» **The problem**: Reproduce exactly, from the line containing "pub fn format_cv(cv: Option<f64>)", every line down to the end of the data below.

[Stored data entries]
----------------------------------------

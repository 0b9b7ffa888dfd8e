//! Presentation projections of an analysis
//!
//! The engine in [`crate::time_series`] returns plain values. This module
//! derives what the dashboard draws and stores from them:
//!
//! - Chart overlays (trend line, moving average, mean reference line)
//! - Badge text for trend labels and statistics
//! - A trimmed context record for consumers outside the chart
//!
//! # Example
//!
//! ```rust
//! use chrono::{Months, NaiveDate};
//! use trendcast::analytics::{format_badge, AnalyticsContext, ChartOverlays};
//! use trendcast::{analyze, AnalysisOptions, Frequency, ObservationPoint};
//!
//! let start = NaiveDate::from_ymd_opt(2023, 1, 1).unwrap();
//! let values: Vec<f64> = (0..12).map(|i| 100.0 + 10.0 * i as f64).collect();
//! let series: Vec<ObservationPoint> = values
//!     .iter()
//!     .enumerate()
//!     .map(|(i, &v)| {
//!         let date = start.checked_add_months(Months::new(i as u32)).unwrap();
//!         ObservationPoint::new(date, v)
//!     })
//!     .collect();
//! let options = AnalysisOptions::default();
//!
//! let result = analyze(&series, Frequency::Monthly, &options).unwrap();
//! assert_eq!(format_badge(&result.trend), "↑ strong");
//!
//! let overlays = ChartOverlays::build(&values, &result.statistics, 3);
//! assert_eq!(overlays.trend_line.len(), values.len());
//!
//! let ctx = AnalyticsContext::from_analysis("cpi", &series, &result);
//! assert_eq!(ctx.total_points, 12);
//! ```

pub mod context;
pub mod overlays;

pub use context::{AnalyticsContext, CONTEXT_POINT_LIMIT};
pub use overlays::{ChartOverlays, DEFAULT_MA_WINDOW};

use crate::time_series::{TrendDirection, TrendLabel};

/// Arrow glyph for a trend direction
pub fn direction_symbol(direction: TrendDirection) -> &'static str {
    match direction {
        TrendDirection::Up => "↑",
        TrendDirection::Down => "↓",
        TrendDirection::Stable => "→",
    }
}

/// Short badge text such as `"↑ strong"`
pub fn format_badge(label: &TrendLabel) -> String {
    format!("{} {}", direction_symbol(label.direction), label.strength)
}

/// Format a coefficient of variation, `"n/a"` when undefined
pub fn format_cv(cv: Option<f64>) -> String {
    match cv {
        Some(value) => format!("{:.1}%", value),
        None => "n/a".to_string(),
    }
}

#[cfg(test)]
mod tests {
    use super::*;
    use crate::time_series::TrendStrength;

    #[test]
    fn test_format_badge() {
        let label = TrendLabel {
            direction: TrendDirection::Down,
            strength: TrendStrength::Moderate,
        };
        assert_eq!(format_badge(&label), "↓ moderate");
    }

    #[test]
    fn test_format_cv() {
        assert_eq!(format_cv(Some(12.345)), "12.3%");
        assert_eq!(format_cv(None), "n/a");
    }
}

----------------------------------------

» **Result below**:
pub fn format_cv(cv: Option<f64>) -> String {
    match cv {
        Some(value) => format!("{:.1}%", value),
        None => "n/a".to_string(),
    }
}

#[cfg(test)]
mod tests {
    use super::*;
    use crate::time_series::TrendStrength;

    #[test]
    fn test_format_badge() {
        let label = TrendLabel {
            direction: TrendDirection::Down,
            strength: TrendStrength::Moderate,
        };
        assert_eq!(format_badge(&label), "↓ moderate");
    }

    #[test]
    fn test_format_cv() {
        assert_eq!(format_cv(Some(12.345)), "12.3%");
        assert_eq!(format_cv(None), "n/a");
    }
}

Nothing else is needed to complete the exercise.